Paul Conolly, CEO da Carpenter Marsh Fac no Brasil, diz que do final de 2022 até o começo de 2023 a Marsh tem conseguido renovar apólices com descontos e condições mais favoráveis. “Neste momento, o aumento no valor das taxas para as renovações e contratações tem sido mais pontual. “Não dá para generalizar e também não concordo com a afirmação de que o mercado como um todo está mais duro com as seguradoras nas renovações. Ele está mais conservador. Diria que este é um momento de ajuste da relação entre a resseguradora e o cliente, onde o cliente que merece o privilégio, porque tem boa sinistralidade, terá melhores condições. A subida dos valores de subscrição é uma recuperação do mercado de resseguro”, diz o executivo.

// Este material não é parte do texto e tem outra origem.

//! Racing a query across every client of a tier.

use std::sync::Arc;

use hickory_proto::op::Message;
use tokio::task::JoinSet;
use tracing::debug;

use crate::error::{Error, Result};
use crate::upstream::SharedUpstream;

/// Winning response of a race.
#[derive(Debug)]
pub struct Answer {
    pub message: Message,
    /// Name of the client that answered first.
    pub upstream: String,
}

/// Send `request` to all `clients` at once and return the first success.
///
/// Completion order decides the winner; list order carries no priority.
/// Losing attempts are aborted when the winner is returned, and all of
/// them are aborted if the returned future is dropped (e.g. by a timeout).
pub async fn race(clients: &[SharedUpstream], request: &Message) -> Result<Answer> {
    if clients.is_empty() {
        return Err(Error::NoClients);
    }

    let request = Arc::new(request.clone());
    let mut attempts = JoinSet::new();
    for client in clients {
        let client = client.clone();
        let request = request.clone();
        attempts.spawn(async move {
            let result = client.exchange(&request).await;
            (client, result)
        });
    }

    let mut last = None;
    while let Some(joined) = attempts.join_next().await {
        match joined {
            Ok((client, Ok(message))) => {
                return Ok(Answer {
                    message,
                    upstream: client.name().to_string(),
                });
            }
            Ok((client, Err(e))) => {
                debug!(dns = client.name(), error = %e, "exchange failed");
                last = Some(e);
            }
            Err(e) => {
                last = Some(Error::Response(format!("exchange task failed: {}", e)));
            }
        }
    }

    Err(Error::AllFailed {
        attempts: clients.len(),
        last: Box::new(last.unwrap_or(Error::NoClients)),
    })
}

#[cfg(test)]
pub(crate) mod tests {
    use super::*;
    use crate::dns;
    use async_trait::async_trait;
    use hickory_proto::rr::rdata::A;
    use hickory_proto::rr::{RData, Record, RecordType};
    use std::net::Ipv4Addr;
    use std::sync::atomic::{AtomicUsize, Ordering};
    use std::time::Duration;

    /// Scripted upstream for tests.
    pub struct MockUpstream {
        pub name: String,
        pub delay: Duration,
        pub answer: Option<Ipv4Addr>,
        pub calls: AtomicUsize,
        pub finished: AtomicUsize,
    }

    impl MockUpstream {
        pub fn ok(name: &str, ip: Ipv4Addr, delay: Duration) -> Arc<Self> {
            Arc::new(Self {
                name: name.to_string(),
                delay,
                answer: Some(ip),
                calls: AtomicUsize::new(0),
                finished: AtomicUsize::new(0),
            })
        }

        pub fn failing(name: &str, delay: Duration) -> Arc<Self> {
            Arc::new(Self {
                name: name.to_string(),
                delay,
                answer: None,
                calls: AtomicUsize::new(0),
                finished: AtomicUsize::new(0),
            })
        }

        pub fn calls(&self) -> usize {
            self.calls.load(Ordering::SeqCst)
        }
    }

    #[async_trait]
    impl crate::upstream::Upstream for MockUpstream {
        async fn exchange(&self, request: &Message) -> Result<Message> {
            self.calls.fetch_add(1, Ordering::SeqCst);
            tokio::time::sleep(self.delay).await;
            self.finished.fetch_add(1, Ordering::SeqCst);

            let Some(ip) = self.answer else {
                return Err(Error::Response(format!("{} refused", self.name)));
            };
            let mut response = dns::response_to(request);
            response.add_answer(Record::from_rdata(
                request.queries()[0].name().clone(),
                60,
                RData::A(A(ip)),
            ));
            Ok(response)
        }

        fn name(&self) -> &str {
            &self.name
        }
    }

    pub fn request(id: u16, name: &str) -> Message {
        dns::new_query(id, dns::parse_name(name).unwrap(), RecordType::A)
    }

    #[tokio::test]
    async fn no_clients_is_an_error() {
        let err = race(&[], &request(1, "example.com")).await.unwrap_err();

        assert!(matches!(err, Error::NoClients));
    }

    #[tokio::test]
    async fn success_beats_immediate_failure() {
        let bad = MockUpstream::failing("bad", Duration::ZERO);
        let good = MockUpstream::ok("good", Ipv4Addr::new(192, 0, 2, 7), Duration::from_millis(20));
        let clients: Vec<SharedUpstream> = vec![bad.clone(), good.clone()];

        let answer = race(&clients, &request(3, "example.com")).await.unwrap();

        assert_eq!(answer.upstream, "good");
        assert_eq!(answer.message.id(), 3);
        assert_eq!(answer.message.answers().len(), 1);
        assert_eq!(bad.calls(), 1);
        assert_eq!(good.calls(), 1);
    }

    #[tokio::test(start_paused = true)]
    async fn fastest_success_wins_and_losers_are_aborted() {
        let fast = MockUpstream::ok("fast", Ipv4Addr::new(192, 0, 2, 1), Duration::from_millis(10));
        let slow = MockUpstream::ok("slow", Ipv4Addr::new(192, 0, 2, 2), Duration::from_secs(10));
        let clients: Vec<SharedUpstream> = vec![slow.clone(), fast.clone()];

        let answer = race(&clients, &request(1, "example.com")).await.unwrap();
        assert_eq!(answer.upstream, "fast");

        tokio::time::sleep(Duration::from_secs(20)).await;
        assert_eq!(slow.calls(), 1);
        assert_eq!(slow.finished.load(Ordering::SeqCst), 0);
    }

    #[tokio::test]
    async fn all_failures_are_aggregated() {
        let clients: Vec<SharedUpstream> = vec![
            MockUpstream::failing("a", Duration::ZERO),
            MockUpstream::failing("b", Duration::from_millis(5)),
        ];

        let err = race(&clients, &request(1, "example.com")).await.unwrap_err();

        assert!(matches!(err, Error::AllFailed { attempts: 2, .. }));
    }

    #[tokio::test(start_paused = true)]
    async fn dropping_race_aborts_attempts() {
        let slow = MockUpstream::ok("slow", Ipv4Addr::new(192, 0, 2, 2), Duration::from_secs(10));
        let clients: Vec<SharedUpstream> = vec![slow.clone()];

        let timed = tokio::time::timeout(
            Duration::from_secs(1),
            race(&clients, &request(1, "example.com")),
        )
        .await;
        assert!(timed.is_err());

        tokio::time::sleep(Duration::from_secs(20)).await;
        assert_eq!(slow.finished.load(Ordering::SeqCst), 0);
    }
}
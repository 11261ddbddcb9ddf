//! UDP transport for DNS queries.
//!
//! Every datagram is resolved in its own task; responses go back to the
//! sender from the listening socket.

use std::io;
use std::net::SocketAddr;
use std::sync::Arc;

use tokio::net::UdpSocket;
use tokio::task::JoinHandle;
use tracing::{debug, error};

use super::{MAX_DNS_PACKET_SIZE, Protocol, decode_query, encode_response};
use crate::dns;
use crate::resolver::Resolver;

/// DNS header length; anything shorter is not a query.
const HEADER_LEN: usize = 12;

/// UDP listener for the forwarder.
pub struct UdpTransport {
    socket: Arc<UdpSocket>,
}

impl UdpTransport {
    pub async fn bind(addr: SocketAddr) -> io::Result<Self> {
        let socket = Arc::new(UdpSocket::bind(addr).await?);

        Ok(Self { socket })
    }

    pub fn local_addr(&self) -> io::Result<SocketAddr> {
        self.socket.local_addr()
    }

    /// Start the receive loop.
    pub fn start(self, resolver: Arc<Resolver>) -> JoinHandle<()> {
        tokio::spawn(run(self.socket, resolver))
    }
}

async fn run(socket: Arc<UdpSocket>, resolver: Arc<Resolver>) {
    let mut buf = [0u8; MAX_DNS_PACKET_SIZE];

    loop {
        let (len, src) = match socket.recv_from(&mut buf).await {
            Ok(r) => r,
            Err(e) => {
                error!(error = %e, "UDP recv error");
                continue;
            }
        };

        if len < HEADER_LEN {
            continue;
        }

        tokio::spawn(handle_query(
            socket.clone(),
            resolver.clone(),
            buf[..len].to_vec(),
            src,
        ));
    }
}

async fn handle_query(
    socket: Arc<UdpSocket>,
    resolver: Arc<Resolver>,
    query: Vec<u8>,
    src: SocketAddr,
) {
    let Some(request) = decode_query(Protocol::Udp, &query) else {
        return;
    };
    debug!(
        protocol = %Protocol::Udp,
        remote = %src,
        question = %dns::first_name(&request),
        "request"
    );

    let Some(response) = resolver.handle(&request).await else {
        return;
    };
    let Some(bytes) = encode_response(Protocol::Udp, &response) else {
        return;
    };
    if let Err(e) = socket.send_to(&bytes, src).await {
        error!(remote = %src, error = %e, "UDP response error");
    }
}
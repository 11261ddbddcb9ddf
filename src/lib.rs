//! proxydns - a DNS forwarder that races upstream tiers.
//!
//! Queries are answered from the cache (hosts entries included), otherwise
//! raced across the primary upstreams, then the backup upstreams, then the
//! system resolver. Names in the exclude list try backup first.

pub mod cache;
pub mod dialer;
pub mod dns;
pub mod error;
pub mod hosts;
pub mod proxy;
pub mod race;
pub mod resolver;
pub mod routing;
pub mod selftest;
pub mod stats;
pub mod transport;
pub mod upstream;
pub mod watch;

pub use error::{Error, Result};
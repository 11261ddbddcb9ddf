//! DNS message helpers on top of the hickory-proto codec.

use hickory_proto::op::{Message, MessageType, OpCode, Query};
use hickory_proto::rr::{DNSClass, Name, RecordType};

use crate::error::Result;

/// Default TTL for records synthesised without an upstream TTL.
pub const SYNTHESIZED_TTL: u32 = 3600;

/// One (name, type, class) tuple of a question section.
#[derive(Debug, Clone, PartialEq, Eq, Hash)]
struct Signature {
    name: String,
    qtype: RecordType,
    qclass: DNSClass,
}

/// Cache key derived from the full question section of a message.
///
/// Names are compared case-insensitively and the transaction id plays no
/// part, so retries with a fresh id land on the same entry.
#[derive(Debug, Clone, PartialEq, Eq, Hash)]
pub struct QuestionKey(Vec<Signature>);

impl QuestionKey {
    pub fn from_queries(queries: &[Query]) -> Self {
        Self(
            queries
                .iter()
                .map(|q| Signature {
                    name: fqdn(&q.name().to_ascii()),
                    qtype: q.query_type(),
                    qclass: q.query_class(),
                })
                .collect(),
        )
    }

    pub fn from_message(message: &Message) -> Self {
        Self::from_queries(message.queries())
    }

    pub fn is_empty(&self) -> bool {
        self.0.is_empty()
    }
}

/// Lower-case a domain and make it fully qualified.
pub fn fqdn(domain: &str) -> String {
    let mut domain = domain.trim().to_ascii_lowercase();
    if !domain.ends_with('.') {
        domain.push('.');
    }
    domain
}

/// Parse a textual domain into a fully qualified `Name`.
pub fn parse_name(domain: &str) -> Result<Name> {
    let mut name = Name::from_ascii(fqdn(domain))?;
    name.set_fqdn(true);
    Ok(name)
}

/// Name of the first question, or `<empty>` for question-less messages.
pub fn first_name(message: &Message) -> String {
    message
        .queries()
        .first()
        .map(|q| fqdn(&q.name().to_ascii()))
        .unwrap_or_else(|| "<empty>".to_string())
}

/// Build a recursive query for a single question.
pub fn new_query(id: u16, name: Name, rtype: RecordType) -> Message {
    let mut message = Message::new();
    message
        .set_id(id)
        .set_message_type(MessageType::Query)
        .set_op_code(OpCode::Query)
        .set_recursion_desired(true)
        .add_query(Query::query(name, rtype));
    message
}

/// Start a response echoing the id and questions of `request`.
pub fn response_to(request: &Message) -> Message {
    let mut message = Message::new();
    message
        .set_id(request.id())
        .set_message_type(MessageType::Response)
        .set_op_code(request.op_code())
        .set_recursion_desired(request.recursion_desired())
        .set_recursion_available(true)
        .add_queries(request.queries().iter().cloned());
    message
}

/// Copy of `message` stamped with transaction id `id`.
pub fn with_id(message: &Message, id: u16) -> Message {
    let mut copy = message.clone();
    copy.set_id(id);
    copy
}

Para a Federação Nacional das Empresas de Resseguros (Fenaber), apesar das perdas verificadas no mercado, já é possível trabalhar com a expectativa de melhorias não apenas nas condições de negociação das apólices, mas também nos preços da cessão de risco para seguradoras. “Estamos apostando em uma melhora no cenário, com queda da sinistralidade. Acho que continuaremos vendo isso nos próximos meses e fecharemos os anos de 2022 e 2023 com crescimento”, diz Paulo Pereira, presidente da Fenaber. Para isso, no entanto, Pereira lembra da necessidade de os grandes projetos de infraestrutura serem votados. “No Brasil temos de ter projetos aprovados, como o do novo marco do saneamento”, diz, sobre a medida que prevê melhorias nas redes de distribuição de água e esgoto.
“Se o Brasil cresce, a necessidade de seguro e resseguro aumenta. Com projetos de infraestrutura aprovados e a flexibilização das regras de contratação de seguro no mercado externo trazidas pela Resolução nº 451, podemos ter aumento do capital, uma vez que os recursos vêm de fora. Ou seja, estamos protegendo o patrimônio nacional com dinheiro externo”, diz Mansur, do Mattos Filho.